Сара утащила бокалы. Я последовала за ней на кухню.

Мне казалось, что люди в этом доме — не исключая меня — живут в мрачной, жестокой сказке, каждый в своей. Ни у кого из нас нет сказки, общей с другими. Мы все — гротескные, зацикленные на себе персонажи, но каждый — в отдельном сюжете, и любое общение между нами кажется странным, оживленным и бессмысленным, как в пьесе Теннесси Уильямса, где произносятся взрывные, ничего не значащие, безумные речи, пленяющие слушателей. Словно одна только Мэри-Эмма неуязвима, нормальна, не подвержена этому. Хотя, конечно же, она и уязвима, и подвержена, и у нее свои монологи, и сейчас, и в будущем — как же иначе?

Сара открыла холодильник, отчего снова оказалась в пятне света.

— Вся эта история наполняет меня ужасными мыслями. Наверно, мне следовало бы более философски подходить к жизни. Вот французы это умеют! Они бы все видели правильно, под комическим углом. — Она помолчала. — Но, конечно, французов смешат истории, которые заканчиваются словами: «А потом младенец свалился с лестницы».

Она вытащила контейнер, закрытый герметичной крышкой. То самое пюре, для которого она много дней назад при мне толкла луковицы. Она больше не хотела хранить его у себя.

— Сделай одолжение, — она протянула мне контейнер. — Не ешь это. Просто отнеси домой и поставь в самую глубину холодильника. Я его потом у тебя заберу, но сейчас ему лучше тут не болтаться. Особенно когда дети приходят по средам.

— А что это? — спросила я. Сред больше не будет, я нутром чуяла.

— Это… ну… такая ядовитая паста, которая… ну… выводит пятна.
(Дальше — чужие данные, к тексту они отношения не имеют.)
//! Column rendering shared by the dialect generators.
//!
//! Each generator assembles its column definitions from these pieces in its
//! own order; what differs between dialects (where REFERENCES goes, how
//! auto-increment is spelled) stays in the generator.

use indexmap::IndexMap;
use relmodel_core::{AttributeDescriptor, DataType, Dialect, Result, Value};

/// Where a column definition is used.
#[derive(Debug, Clone, Copy, PartialEq, Eq)]
pub enum ColumnContext {
    CreateTable,
    AddColumn,
    ChangeColumn,
}

/// Options of `DROP TABLE`.
#[derive(Debug, Clone, Copy, Default, PartialEq, Eq)]
pub struct DropTableOptions {
    /// Drop dependent objects too (PostgreSQL)
    pub cascade: bool,
}

impl DropTableOptions {
    pub fn cascade() -> Self {
        Self { cascade: true }
    }
}

// ============================================================================
// Shared Helpers
// ============================================================================

/// `DROP TABLE IF EXISTS`, with `CASCADE` where the dialect has it.
pub(crate) fn drop_table(dialect: Dialect, table: &str, options: DropTableOptions) -> String {
    let mut sql = format!("DROP TABLE IF EXISTS {}", dialect.quote_identifiers(table));
    if options.cascade {
        if dialect == Dialect::Postgres {
            sql.push_str(" CASCADE");
        } else {
            tracing::warn!(dialect = %dialect, table = %table, "DROP TABLE CASCADE ignored");
        }
    }
    sql.push(';');
    sql
}

/// `ALTER TABLE t RENAME COLUMN a TO b;`
pub(crate) fn rename_column(dialect: Dialect, table: &str, from: &str, to: &str) -> String {
    format!(
        "ALTER TABLE {} RENAME COLUMN {} TO {};",
        dialect.quote_identifiers(table),
        dialect.quote_identifier(from),
        dialect.quote_identifier(to)
    )
}

/// Column type with the dialect's spelling.
pub(crate) fn column_type(dialect: Dialect, attr: &AttributeDescriptor) -> Result<String> {
    attr.data_type.to_sql(dialect)
}

/// ` DEFAULT <literal>`, or nothing when the column has no default.
///
/// MySQL refuses defaults on BLOB, TEXT and JSON columns, so they are left
/// out there.
pub(crate) fn default_clause(dialect: Dialect, attr: &AttributeDescriptor) -> Option<String> {
    let value = attr.default_value.as_ref()?;
    if matches!(value, Value::Null) && attr.allow_null {
        return None;
    }
    if dialect == Dialect::Mysql
        && matches!(attr.data_type, DataType::Blob | DataType::Text | DataType::Json)
    {
        tracing::trace!(column = %attr.field, "MySQL column type takes no DEFAULT");
        return None;
    }
    Some(format!(" DEFAULT {}", dialect.escape(value)))
}

/// `REFERENCES t (k) ON DELETE .. ON UPDATE ..`, or `None` without a reference.
pub(crate) fn references_clause(dialect: Dialect, attr: &AttributeDescriptor) -> Option<String> {
    let references = attr.references.as_ref()?;
    let key = references.key.as_deref().unwrap_or("id");
    let mut sql = format!(
        "REFERENCES {} ({})",
        dialect.quote_identifiers(&references.table),
        dialect.quote_identifier(key)
    );
    if let Some(action) = attr.on_delete {
        sql.push_str(" ON DELETE ");
        sql.push_str(action.as_sql());
    }
    if let Some(action) = attr.on_update {
        sql.push_str(" ON UPDATE ");
        sql.push_str(action.as_sql());
    }
    Some(sql)
}

/// Quoted, comma separated column list.
pub(crate) fn quote_list<'a>(dialect: Dialect, columns: impl IntoIterator<Item = &'a str>) -> String {
    columns
        .into_iter()
        .map(|c| dialect.quote_identifier(c))
        .collect::<Vec<_>>()
        .join(", ")
}

/// Columns of the primary key, in declaration order.
pub(crate) fn primary_key_columns<'a>(
    attributes: impl IntoIterator<Item = &'a AttributeDescriptor>,
) -> Vec<&'a str> {
    attributes
        .into_iter()
        .filter(|a| a.primary_key)
        .map(|a| a.field.as_str())
        .collect()
}

/// Composite unique keys by name, members in declaration order.
pub(crate) fn named_unique_keys<'a>(
    attributes: impl IntoIterator<Item = &'a AttributeDescriptor>,
) -> IndexMap<&'a str, Vec<&'a str>> {
    let mut keys: IndexMap<&str, Vec<&str>> = IndexMap::new();
    for attr in attributes {
        if let Some(name) = attr.unique_key_name() {
            keys.entry(name).or_default().push(attr.field.as_str());
        }
    }
    keys
}

/// The part of a schema-qualified table name after the last dot.
pub(crate) fn bare_table_name(table: &str) -> &str {
    table.rsplit('.').next().unwrap_or(table)
}

#[cfg(test)]
mod tests {
    use super::*;
    use relmodel_core::ReferentialAction;

    // ==================== Default Tests ====================

    #[test]
    fn test_default_clause_escapes_per_dialect() {
        let attr = AttributeDescriptor::new("name", DataType::String(255)).default_value("it's");
        assert_eq!(
            default_clause(Dialect::Mysql, &attr).as_deref(),
            Some(" DEFAULT 'it\\'s'")
        );
        assert_eq!(
            default_clause(Dialect::Postgres, &attr).as_deref(),
            Some(" DEFAULT 'it''s'")
        );
    }

    #[test]
    fn test_default_clause_skips_mysql_text() {
        let attr = AttributeDescriptor::new("body", DataType::Text).default_value("x");
        assert_eq!(default_clause(Dialect::Mysql, &attr), None);
        assert_eq!(
            default_clause(Dialect::Sqlite, &attr).as_deref(),
            Some(" DEFAULT 'x'")
        );
    }

    #[test]
    fn test_default_clause_raw_function() {
        let attr = AttributeDescriptor::new("createdAt", DataType::Date)
            .default_value(Value::raw("CURRENT_TIMESTAMP"));
        assert_eq!(
            default_clause(Dialect::Postgres, &attr).as_deref(),
            Some(" DEFAULT CURRENT_TIMESTAMP")
        );
    }

    // ==================== Reference Tests ====================

    #[test]
    fn test_references_clause() {
        let attr = AttributeDescriptor::new("otherId", DataType::Integer)
            .references("otherTable", "id")
            .on_delete(ReferentialAction::Cascade)
            .on_update(ReferentialAction::NoAction);
        assert_eq!(
            references_clause(Dialect::Mysql, &attr).as_deref(),
            Some("REFERENCES `otherTable` (`id`) ON DELETE CASCADE ON UPDATE NO ACTION")
        );
        assert_eq!(
            references_clause(Dialect::Postgres, &attr).as_deref(),
            Some("REFERENCES \"otherTable\" (\"id\") ON DELETE CASCADE ON UPDATE NO ACTION")
        );
    }

    #[test]
    fn test_references_default_key_and_schema() {
        let mut attr = AttributeDescriptor::new("otherId", DataType::Integer);
        attr.references = Some(relmodel_core::References {
            table: "app.others".into(),
            key: None,
        });
        assert_eq!(
            references_clause(Dialect::Postgres, &attr).as_deref(),
            Some("REFERENCES \"app\".\"others\" (\"id\")")
        );
    }

    // ==================== Key Tests ====================

    #[test]
    fn test_named_unique_keys_group_members() {
        let attrs = [
            AttributeDescriptor::new("a", DataType::Integer).unique_key("ab"),
            AttributeDescriptor::new("c", DataType::Integer).unique(),
            AttributeDescriptor::new("b", DataType::Integer).unique_key("ab"),
        ];
        let keys = named_unique_keys(&attrs);
        assert_eq!(keys.len(), 1);
        assert_eq!(keys["ab"], vec!["a", "b"]);
    }

    #[test]
    fn test_bare_table_name() {
        assert_eq!(bare_table_name("app.users"), "users");
        assert_eq!(bare_table_name("users"), "users");
    }

    #[test]
    fn test_drop_table_cascade_only_on_postgres() {
        assert_eq!(
            drop_table(Dialect::Postgres, "users", DropTableOptions::cascade()),
            "DROP TABLE IF EXISTS \"users\" CASCADE;"
        );
        assert_eq!(
            drop_table(Dialect::Mysql, "users", DropTableOptions::cascade()),
            "DROP TABLE IF EXISTS `users`;"
        );
    }
}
Главное, не принять ее за тапенад из корнеплодов.

— А что в ней такое?

— В ней… ничего. Но с едой ее мешать нельзя.

Тут я и поняла: это — то самое пюре из зимних нарциссов, которое Сара недавно готовила у меня на глазах, измельчая луковицы сырорезкой и дробя в ступке.

— А что, оно действует? Правда выводит пятна? — спросила я. Кротость вернулась и затуманила мне зрение, как паранджа.

— По слухам, — ответила Сара таинственно, уклончиво. — Может быть, когда-нибудь я попрошу Лизу вывести им пару пятен. Предположительно оно действует, если хранить его влажным в прохладном месте и втирать в материю щеткой. Пожалуйста, возьми его домой, только на время. Потом я его у тебя заберу. Вот, держи.